● **Input data**:
___

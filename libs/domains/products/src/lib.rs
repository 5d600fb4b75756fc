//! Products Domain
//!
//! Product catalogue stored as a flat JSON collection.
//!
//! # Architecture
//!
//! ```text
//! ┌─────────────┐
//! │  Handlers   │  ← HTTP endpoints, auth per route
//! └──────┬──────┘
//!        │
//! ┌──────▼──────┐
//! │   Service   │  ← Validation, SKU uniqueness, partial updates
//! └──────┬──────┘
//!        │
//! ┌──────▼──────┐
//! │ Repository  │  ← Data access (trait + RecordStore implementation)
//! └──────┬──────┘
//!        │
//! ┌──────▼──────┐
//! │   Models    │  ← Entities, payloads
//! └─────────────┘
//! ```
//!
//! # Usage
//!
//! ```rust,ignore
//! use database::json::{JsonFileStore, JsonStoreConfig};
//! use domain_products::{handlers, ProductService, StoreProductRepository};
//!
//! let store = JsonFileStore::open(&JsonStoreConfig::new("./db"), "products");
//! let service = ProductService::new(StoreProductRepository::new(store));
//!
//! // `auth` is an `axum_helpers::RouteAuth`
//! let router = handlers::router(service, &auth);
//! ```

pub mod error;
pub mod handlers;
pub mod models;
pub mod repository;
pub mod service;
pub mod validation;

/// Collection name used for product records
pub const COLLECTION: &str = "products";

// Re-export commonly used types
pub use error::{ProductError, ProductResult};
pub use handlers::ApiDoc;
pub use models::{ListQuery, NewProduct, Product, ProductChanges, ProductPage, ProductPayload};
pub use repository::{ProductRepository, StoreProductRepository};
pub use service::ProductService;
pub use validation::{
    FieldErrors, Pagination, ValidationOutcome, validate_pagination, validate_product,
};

___

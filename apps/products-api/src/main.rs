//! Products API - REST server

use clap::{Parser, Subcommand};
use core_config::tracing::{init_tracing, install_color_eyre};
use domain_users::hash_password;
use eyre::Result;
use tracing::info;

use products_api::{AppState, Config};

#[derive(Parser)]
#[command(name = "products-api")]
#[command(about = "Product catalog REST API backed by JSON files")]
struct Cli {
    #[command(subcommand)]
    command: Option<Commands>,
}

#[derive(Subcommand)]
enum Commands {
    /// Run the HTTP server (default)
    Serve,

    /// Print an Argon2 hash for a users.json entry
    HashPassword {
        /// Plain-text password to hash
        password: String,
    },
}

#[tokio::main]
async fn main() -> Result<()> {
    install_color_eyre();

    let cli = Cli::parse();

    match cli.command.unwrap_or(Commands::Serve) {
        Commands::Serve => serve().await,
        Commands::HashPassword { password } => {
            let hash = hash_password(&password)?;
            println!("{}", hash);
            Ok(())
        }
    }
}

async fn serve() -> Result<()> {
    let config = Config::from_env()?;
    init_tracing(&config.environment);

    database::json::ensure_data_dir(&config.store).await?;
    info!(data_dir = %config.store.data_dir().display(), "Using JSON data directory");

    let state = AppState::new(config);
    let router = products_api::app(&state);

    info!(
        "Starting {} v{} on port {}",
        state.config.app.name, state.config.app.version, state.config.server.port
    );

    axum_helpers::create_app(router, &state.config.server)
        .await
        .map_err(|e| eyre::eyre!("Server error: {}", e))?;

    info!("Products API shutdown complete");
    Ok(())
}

___

● **What is being asked**: Would you tally the lines above holding "filename" and reply with the total alone?

● **Result for this exercise**: 2